Well, not exactly a whim. I’d had catfish for the first time in my life last year, and, to my surprise, it tasted pretty much like any other kind of smaller white fish. A tastier kind of tilapia, so to speak.
So I wasn’t afraid to buy it anymore.
But when I got home, the bulk of the recipes in Epicurious involved breading it and frying it.
I like frying as much as the next person, but breading in tabu on my current diet, something between a low-carb and a slow-carb diet, somewhere to the left of South Beach. So breading was out.
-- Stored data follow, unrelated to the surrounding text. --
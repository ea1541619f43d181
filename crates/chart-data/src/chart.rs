// File: crates/chart-data/src/chart.rs
// Summary: Facade wiring producer updates through diff, animation, layout and scroll.

use std::cell::Cell;
use std::rc::Rc;
use std::sync::{Arc, Mutex};
use std::time::Instant;

use crate::animator::TransitionAnimator;
use crate::axis::Axis;
use crate::config::ChartConfig;
use crate::diff::DiffProcessor;
use crate::error::ConfigError;
use crate::layer::Layer;
use crate::layout::{
    InsetContributor, Insets, LayoutContext, LayoutNegotiator, NegotiatedLayout,
    SegmentProperties, SegmentSpec,
};
use crate::marker::Marker;
use crate::model::EntryModel;
use crate::producer::EntryProducer;
use crate::scroll::ScrollHandler;

struct PendingUpdate {
    new: Arc<EntryModel>,
    old: Option<Arc<EntryModel>>,
}

/// Owns the render-path state of one chart: the in-flight transition, the
/// negotiated layout and the scroll bound. Confined to the render/UI thread;
/// the only cross-thread handoff is the pending-update slot filled by the
/// producer worker.
///
/// The renderer polls [`ChartController::current_model`],
/// [`ChartController::current_progress`],
/// [`ChartController::segment_properties`] and [`ChartController::insets`]
/// once per frame after calling [`ChartController::on_frame`].
pub struct ChartController {
    config: ChartConfig,
    processor: DiffProcessor,
    animator: TransitionAnimator,
    negotiator: LayoutNegotiator,
    scroll: ScrollHandler,
    layers: Vec<Layer>,
    axes: Vec<Axis>,
    markers: Vec<Marker>,
    zoom: f32,
    width: f32,
    height: f32,
    pending: Arc<Mutex<Option<PendingUpdate>>>,
    target: Arc<Mutex<Option<Arc<EntryModel>>>>,
    dirty: Rc<Cell<bool>>,
    current: Option<Arc<EntryModel>>,
    layout: NegotiatedLayout,
}

impl ChartController {
    /// Validates `config` eagerly; an inverted or non-positive zoom range is
    /// rejected here, not clamped later.
    pub fn new(config: ChartConfig) -> Result<Self, ConfigError> {
        config.validate()?;
        Ok(Self {
            animator: TransitionAnimator::new(&config.animation),
            scroll: ScrollHandler::new(config.initial_scroll),
            zoom: config.clamp_zoom(1.0),
            config,
            processor: DiffProcessor::new(),
            negotiator: LayoutNegotiator::new(),
            layers: Vec::new(),
            axes: Vec::new(),
            markers: Vec::new(),
            width: 0.0,
            height: 0.0,
            pending: Arc::new(Mutex::new(None)),
            target: Arc::new(Mutex::new(None)),
            dirty: Rc::new(Cell::new(false)),
            current: None,
            layout: NegotiatedLayout::default(),
        })
    }

    pub fn add_layer(&mut self, layer: Layer) {
        self.layers.push(layer);
        self.negotiator.invalidate();
    }

    pub fn add_axis(&mut self, axis: Axis) {
        self.axes.push(axis);
        self.negotiator.invalidate();
    }

    pub fn add_marker(&mut self, marker: Marker) {
        self.markers.push(marker);
        self.negotiator.invalidate();
    }

    /// Register with a producer under `key`. Published snapshots land in the
    /// pending slot; the next [`ChartController::on_frame`] picks them up on
    /// the render thread.
    pub fn connect(&self, producer: &EntryProducer, key: impl Into<String>) {
        let pending = Arc::clone(&self.pending);
        let target = Arc::clone(&self.target);
        producer.register(
            key,
            move |new, old| {
                *pending.lock().expect("pending slot poisoned") = Some(PendingUpdate { new, old });
                Ok(())
            },
            move || target.lock().expect("target slot poisoned").clone(),
        );
    }

    /// Per-frame entry point: drains a pending producer update (seeding the
    /// transition with the re-seed rule), advances animation progress, and
    /// rebuilds the interpolated model and layout only when progress moved.
    pub fn on_frame(&mut self, now: Instant) {
        let update = self.pending.lock().expect("pending slot poisoned").take();
        if let Some(update) = update {
            *self.target.lock().expect("target slot poisoned") = Some(Arc::clone(&update.new));
            let dirty = Rc::clone(&self.dirty);
            self.animator.transition(
                &mut self.processor,
                update.old.as_deref(),
                &update.new,
                move |_| dirty.set(true),
            );
        }
        self.animator.tick_at(now);
        if self.dirty.replace(false) {
            self.current = Some(Arc::new(
                self.processor.model_at(self.animator.current_progress()),
            ));
            self.negotiator.invalidate();
            self.refresh_layout();
        }
    }

    /// Viewport from the host, in pixels.
    pub fn set_bounds(&mut self, width: f32, height: f32) {
        if !width.is_finite() || !height.is_finite() {
            return;
        }
        if width == self.width && height == self.height {
            return;
        }
        self.width = width;
        self.height = height;
        self.refresh_layout();
    }

    /// Clamp `factor` into the validated zoom range and rescale the x-grid.
    pub fn set_zoom(&mut self, factor: f32) {
        if !factor.is_finite() {
            return;
        }
        let zoom = self.config.clamp_zoom(factor);
        if zoom == self.zoom {
            return;
        }
        self.zoom = zoom;
        self.refresh_layout();
    }

    pub fn zoom(&self) -> f32 {
        self.zoom
    }

    pub fn current_model(&self) -> Option<Arc<EntryModel>> {
        self.current.clone()
    }

    pub fn current_progress(&self) -> f64 {
        self.animator.current_progress()
    }

    /// Negotiated segment geometry, scaled by the current zoom factor.
    pub fn segment_properties(&self) -> SegmentProperties {
        self.layout.segment.scaled(self.zoom)
    }

    pub fn insets(&self) -> Insets {
        self.layout.insets
    }

    pub fn scroll(&self) -> &ScrollHandler {
        &self.scroll
    }

    pub fn scroll_mut(&mut self) -> &mut ScrollHandler {
        &mut self.scroll
    }

    pub fn cancel_transition(&mut self) {
        self.animator.cancel();
    }

    fn refresh_layout(&mut self) {
        let Some(model) = self.current.as_deref() else {
            return;
        };
        if self.width <= 0.0 || self.height <= 0.0 {
            return;
        }
        let ctx = LayoutContext {
            model,
            width: self.width,
            height: self.height,
        };
        let specs: Vec<SegmentSpec> = self.layers.iter().map(Layer::segment_spec).collect();
        let mut contributors: Vec<&dyn InsetContributor> = Vec::new();
        for axis in &self.axes {
            contributors.push(axis);
        }
        for layer in &self.layers {
            contributors.push(layer);
        }
        for marker in &self.markers {
            contributors.push(marker);
        }
        self.layout = self.negotiator.negotiate(&ctx, &specs, &contributors);

        let plot_width = (self.width - self.layout.insets.hsum()).max(0.0);
        let content_width =
            self.layout.segment.segment_width() * self.zoom * model.segment_count() as f32;
        self.scroll.set_max_value((content_width - plot_width).max(0.0));
        if !model.is_empty() {
            self.scroll.handle_initial_scroll();
        }
    }
}
// File: crates/chart-data/src/marker.rs
// Summary: Persistent marker model; claims headroom above the plot.

use crate::layout::{InsetContributor, Insets, LayoutContext};

/// A fixed-size marker pinned above the plot area (e.g. a value bubble).
#[derive(Clone, Copy, Debug, PartialEq)]
pub struct Marker {
    pub size: f32,
}

impl Marker {
    pub fn new(size: f32) -> Self {
        Self { size }
    }
}

impl InsetContributor for Marker {
    fn base_insets(&self, _ctx: &LayoutContext) -> Insets {
        Insets::new(0.0, self.size, 0.0, 0.0)
    }
}
// File: crates/chart-data/tests/layout.rs
// Purpose: Validate segment/inset negotiation and the per-bounds layout cache.

use std::cell::Cell;

use chart_data::{
    negotiate_segments, Axis, ColumnLayer, EntryModel, InsetContributor, Insets, LabelPosition,
    Layer, LayoutContext, LayoutNegotiator, LineLayer, SegmentSpec, Series,
};

fn spec(cell_width: f32, margin_width: f32) -> SegmentSpec {
    SegmentSpec {
        cell_width,
        margin_width,
        label_position: None,
    }
}

fn test_model() -> EntryModel {
    EntryModel::compute(vec![Series::from_pairs([(0.0, 1.0), (1.0, 2.0)])])
}

struct FixedInsets(Insets);

impl InsetContributor for FixedInsets {
    fn base_insets(&self, _ctx: &LayoutContext) -> Insets {
        self.0
    }
}

#[test]
fn segment_negotiation_takes_per_field_maxima() {
    let negotiated = negotiate_segments(&[spec(8.0, 4.0), spec(6.0, 10.0)]);
    assert_eq!(negotiated.cell_width, 8.0);
    assert_eq!(negotiated.margin_width, 10.0);
    assert_eq!(negotiated.segment_width(), 18.0);
}

#[test]
fn label_position_start_requires_unanimity_among_expressed_preferences() {
    let start = SegmentSpec {
        label_position: Some(LabelPosition::Start),
        ..spec(1.0, 1.0)
    };
    let center = SegmentSpec {
        label_position: Some(LabelPosition::Center),
        ..spec(1.0, 1.0)
    };
    let silent = spec(1.0, 1.0);

    assert_eq!(
        negotiate_segments(&[start, start]).label_position,
        LabelPosition::Start
    );
    assert_eq!(
        negotiate_segments(&[start, silent]).label_position,
        LabelPosition::Start
    );
    assert_eq!(
        negotiate_segments(&[start, center]).label_position,
        LabelPosition::Center
    );
    assert_eq!(
        negotiate_segments(&[silent, silent]).label_position,
        LabelPosition::Center
    );
}

#[test]
fn layer_variants_propose_their_geometry() {
    let column = Layer::Column(ColumnLayer::new(8.0, 4.0));
    let line = Layer::Line(LineLayer::new(6.0));
    let composed = Layer::Composed(vec![column, line]);

    let merged = composed.segment_spec();
    assert_eq!(merged.cell_width, 8.0);
    assert_eq!(merged.margin_width, 4.0);
    // Column centers its labels; the composition loses unanimity for Start.
    assert_eq!(merged.label_position, Some(LabelPosition::Center));
}

#[test]
fn insets_merge_by_max_not_sum() {
    let model = test_model();
    let ctx = LayoutContext {
        model: &model,
        width: 400.0,
        height: 300.0,
    };
    let low = FixedInsets(Insets::new(0.0, 0.0, 0.0, 10.0));
    let high = FixedInsets(Insets::new(0.0, 0.0, 0.0, 24.0));
    let contributors: Vec<&dyn InsetContributor> = vec![&low, &high];

    let layout = LayoutNegotiator::new().negotiate(&ctx, &[], &contributors);
    assert_eq!(layout.insets.bottom, 24.0);
}

#[test]
fn bottom_axis_claims_line_tick_and_label_height() {
    let model = test_model();
    let ctx = LayoutContext {
        model: &model,
        width: 400.0,
        height: 300.0,
    };
    let axis = Axis::bottom();
    let contributors: Vec<&dyn InsetContributor> = vec![&axis];

    let layout = LayoutNegotiator::new().negotiate(&ctx, &[], &contributors);
    // line 1 + tick 4 + label height 12
    assert_eq!(layout.insets.bottom, 17.0);
    assert_eq!(layout.insets.top, 0.0);
}

#[test]
fn vertical_axis_label_column_depends_on_available_height() {
    let model = test_model();
    let axis = Axis::start().with_label_metrics(40.0, 12.0);
    let contributors: Vec<&dyn InsetContributor> = vec![&axis];

    let tall = LayoutContext {
        model: &model,
        width: 400.0,
        height: 300.0,
    };
    let layout = LayoutNegotiator::new().negotiate(&tall, &[], &contributors);
    // line 1 + tick 4 + label column 40
    assert_eq!(layout.insets.start, 45.0);

    // Too short for even one label: only the phase-1 edge claim remains.
    let short = LayoutContext {
        model: &model,
        width: 400.0,
        height: 10.0,
    };
    let layout = LayoutNegotiator::new().negotiate(&short, &[], &contributors);
    assert_eq!(layout.insets.start, 5.0);
}

#[test]
fn line_layer_reserves_vertical_headroom() {
    let model = test_model();
    let ctx = LayoutContext {
        model: &model,
        width: 400.0,
        height: 300.0,
    };
    let layer = Layer::Line(LineLayer::new(6.0));
    let contributors: Vec<&dyn InsetContributor> = vec![&layer];

    let layout = LayoutNegotiator::new().negotiate(&ctx, &[], &contributors);
    // Half the 8px default point size on both vertical edges.
    assert_eq!(layout.insets.top, 4.0);
    assert_eq!(layout.insets.bottom, 4.0);
}

struct CountingContributor {
    calls: Cell<usize>,
}

impl InsetContributor for CountingContributor {
    fn base_insets(&self, _ctx: &LayoutContext) -> Insets {
        self.calls.set(self.calls.get() + 1);
        Insets::default()
    }
}

#[test]
fn negotiation_is_cached_per_bounds_until_invalidated() {
    let model = test_model();
    let counting = CountingContributor { calls: Cell::new(0) };
    let contributors: Vec<&dyn InsetContributor> = vec![&counting];
    let mut negotiator = LayoutNegotiator::new();

    let ctx = LayoutContext {
        model: &model,
        width: 400.0,
        height: 300.0,
    };
    negotiator.negotiate(&ctx, &[], &contributors);
    negotiator.negotiate(&ctx, &[], &contributors);
    assert_eq!(counting.calls.get(), 1);

    // A differing bounds key recomputes.
    let resized = LayoutContext {
        model: &model,
        width: 400.0,
        height: 200.0,
    };
    negotiator.negotiate(&resized, &[], &contributors);
    assert_eq!(counting.calls.get(), 2);

    // Explicit invalidation (model swap) recomputes at the same bounds.
    negotiator.invalidate();
    negotiator.negotiate(&resized, &[], &contributors);
    assert_eq!(counting.calls.get(), 3);
}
I found this recipe, however, and it spoke to me. I like olives. I had parsley (and like it well enough). and I’m always intrigued to use new kitchen junk, so the idea of putting a circle of parchment paper on top of the cooking fish-and-olives tickled me.
(Debbie’s away until tonight, so I had only myself to please here.)

There’s how the picture in Epicurious looks. I didn’t get my own home photos because the phone was upstairs and I was downstairs (I know, it’s a First World problem, but then I’m a First World guy).
Really tasty. I had it with a big old salad and was quite pleased with myself.
Debbie and I are doing something very much like the South Beach diet lately, and I actually went and bought one of the South Beach cookbooks (in Kindle format).
Tonight we had a pork tenderloin, and it seemed close enough to the South Beach recipe below that we made the sauce, the marinade, etc. and just applied it to the tenderloin.
Screen clipping taken: 1/17/2013 1:56 PM
The cashew sauce was actually pretty good, kind of a mock satay.
Or maybe it was just the fruits of diet-induced deprivation.
Same drill this week as last: stop off at Black Salt Fish Market on the way home, pick up whatever looks most glistening, and prepare it simply as part of the Great Circle of Life.
This week the fish that called to me was barramundi, and I got a beautiful sweet-smelling fillet for Debbie and me. And I accompanied it with Israeli couscous and a salad (not shown).